Copy every line from the records below that holds the word "SUCCESS".

Stored items:
_ _ _ _ _ _ _
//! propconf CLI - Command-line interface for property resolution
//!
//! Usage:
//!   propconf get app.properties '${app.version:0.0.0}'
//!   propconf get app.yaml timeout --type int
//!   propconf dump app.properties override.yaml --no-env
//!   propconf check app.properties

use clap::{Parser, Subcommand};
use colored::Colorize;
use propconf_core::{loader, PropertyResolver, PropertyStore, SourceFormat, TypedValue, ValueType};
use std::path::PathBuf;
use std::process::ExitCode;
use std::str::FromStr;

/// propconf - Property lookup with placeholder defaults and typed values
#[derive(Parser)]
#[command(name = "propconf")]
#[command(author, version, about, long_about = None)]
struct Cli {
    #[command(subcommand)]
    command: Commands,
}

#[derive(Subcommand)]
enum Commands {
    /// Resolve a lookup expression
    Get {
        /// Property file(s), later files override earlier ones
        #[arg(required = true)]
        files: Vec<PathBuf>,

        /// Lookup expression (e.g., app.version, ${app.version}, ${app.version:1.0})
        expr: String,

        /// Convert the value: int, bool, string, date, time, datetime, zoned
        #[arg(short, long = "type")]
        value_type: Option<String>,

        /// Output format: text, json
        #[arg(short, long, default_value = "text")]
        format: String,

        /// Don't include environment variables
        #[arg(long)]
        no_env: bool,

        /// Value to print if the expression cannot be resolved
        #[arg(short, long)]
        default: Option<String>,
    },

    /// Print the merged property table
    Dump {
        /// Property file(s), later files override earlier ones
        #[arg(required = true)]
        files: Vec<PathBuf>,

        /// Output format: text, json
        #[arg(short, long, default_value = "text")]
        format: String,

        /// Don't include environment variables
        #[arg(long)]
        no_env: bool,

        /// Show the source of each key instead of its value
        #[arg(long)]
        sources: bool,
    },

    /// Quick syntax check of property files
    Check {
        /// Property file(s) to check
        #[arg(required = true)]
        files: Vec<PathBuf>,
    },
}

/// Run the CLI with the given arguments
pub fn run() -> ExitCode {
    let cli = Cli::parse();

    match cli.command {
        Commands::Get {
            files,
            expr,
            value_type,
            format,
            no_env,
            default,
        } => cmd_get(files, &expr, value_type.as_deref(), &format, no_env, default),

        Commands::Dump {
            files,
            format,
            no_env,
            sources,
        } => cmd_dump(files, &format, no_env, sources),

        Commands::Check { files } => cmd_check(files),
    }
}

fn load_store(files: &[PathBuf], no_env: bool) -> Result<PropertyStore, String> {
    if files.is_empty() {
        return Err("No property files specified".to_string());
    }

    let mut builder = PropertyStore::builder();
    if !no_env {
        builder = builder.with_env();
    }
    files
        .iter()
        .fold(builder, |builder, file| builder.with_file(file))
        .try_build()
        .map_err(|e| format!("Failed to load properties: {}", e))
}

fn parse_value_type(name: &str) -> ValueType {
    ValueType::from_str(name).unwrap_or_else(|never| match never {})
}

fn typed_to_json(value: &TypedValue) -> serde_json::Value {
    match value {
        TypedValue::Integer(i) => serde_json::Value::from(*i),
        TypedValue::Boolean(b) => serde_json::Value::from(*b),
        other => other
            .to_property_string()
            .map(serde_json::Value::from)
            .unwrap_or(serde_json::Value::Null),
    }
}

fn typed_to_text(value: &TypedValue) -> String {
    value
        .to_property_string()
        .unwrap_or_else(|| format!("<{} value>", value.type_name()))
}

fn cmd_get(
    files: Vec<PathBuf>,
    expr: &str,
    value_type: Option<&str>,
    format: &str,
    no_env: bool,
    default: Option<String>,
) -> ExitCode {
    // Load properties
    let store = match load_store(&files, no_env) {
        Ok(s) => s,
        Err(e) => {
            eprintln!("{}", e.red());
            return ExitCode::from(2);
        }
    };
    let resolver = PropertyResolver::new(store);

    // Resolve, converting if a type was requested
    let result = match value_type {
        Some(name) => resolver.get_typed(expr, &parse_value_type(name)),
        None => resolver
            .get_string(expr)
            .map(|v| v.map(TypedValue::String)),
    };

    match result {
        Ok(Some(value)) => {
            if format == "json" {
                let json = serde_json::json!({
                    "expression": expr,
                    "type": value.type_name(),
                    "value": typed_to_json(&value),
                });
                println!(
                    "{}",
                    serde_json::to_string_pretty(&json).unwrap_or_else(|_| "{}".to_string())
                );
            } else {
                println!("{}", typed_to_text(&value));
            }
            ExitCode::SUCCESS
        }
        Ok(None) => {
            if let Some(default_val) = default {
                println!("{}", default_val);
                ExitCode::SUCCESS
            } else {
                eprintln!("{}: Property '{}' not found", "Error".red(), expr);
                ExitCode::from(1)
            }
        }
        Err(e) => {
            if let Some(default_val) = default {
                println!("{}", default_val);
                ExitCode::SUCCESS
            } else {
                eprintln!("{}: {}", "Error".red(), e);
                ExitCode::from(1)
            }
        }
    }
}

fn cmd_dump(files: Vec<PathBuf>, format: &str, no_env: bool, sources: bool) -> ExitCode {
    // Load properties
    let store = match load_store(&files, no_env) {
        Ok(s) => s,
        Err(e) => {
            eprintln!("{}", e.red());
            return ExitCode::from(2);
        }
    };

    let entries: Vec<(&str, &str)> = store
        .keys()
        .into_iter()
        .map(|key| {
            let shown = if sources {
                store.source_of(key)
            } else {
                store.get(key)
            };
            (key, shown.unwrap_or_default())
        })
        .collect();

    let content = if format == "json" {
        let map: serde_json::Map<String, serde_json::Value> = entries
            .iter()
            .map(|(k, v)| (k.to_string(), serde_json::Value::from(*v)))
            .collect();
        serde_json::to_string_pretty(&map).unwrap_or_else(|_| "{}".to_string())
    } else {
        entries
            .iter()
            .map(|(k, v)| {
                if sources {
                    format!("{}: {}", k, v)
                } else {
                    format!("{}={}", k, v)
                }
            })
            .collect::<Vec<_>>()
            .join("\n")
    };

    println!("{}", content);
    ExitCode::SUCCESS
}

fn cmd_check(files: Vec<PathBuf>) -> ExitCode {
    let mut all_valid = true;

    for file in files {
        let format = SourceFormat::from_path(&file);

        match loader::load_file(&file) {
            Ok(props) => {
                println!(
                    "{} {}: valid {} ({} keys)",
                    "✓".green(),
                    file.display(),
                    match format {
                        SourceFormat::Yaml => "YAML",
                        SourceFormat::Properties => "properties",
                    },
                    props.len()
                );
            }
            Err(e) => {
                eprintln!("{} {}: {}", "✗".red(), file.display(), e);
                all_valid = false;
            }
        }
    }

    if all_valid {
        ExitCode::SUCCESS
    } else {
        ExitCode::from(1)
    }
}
_ _ _ _ _ _ _
> [SOLVED EXERCISE]
            ExitCode::SUCCESS
                ExitCode::SUCCESS
                ExitCode::SUCCESS
    ExitCode::SUCCESS
        ExitCode::SUCCESS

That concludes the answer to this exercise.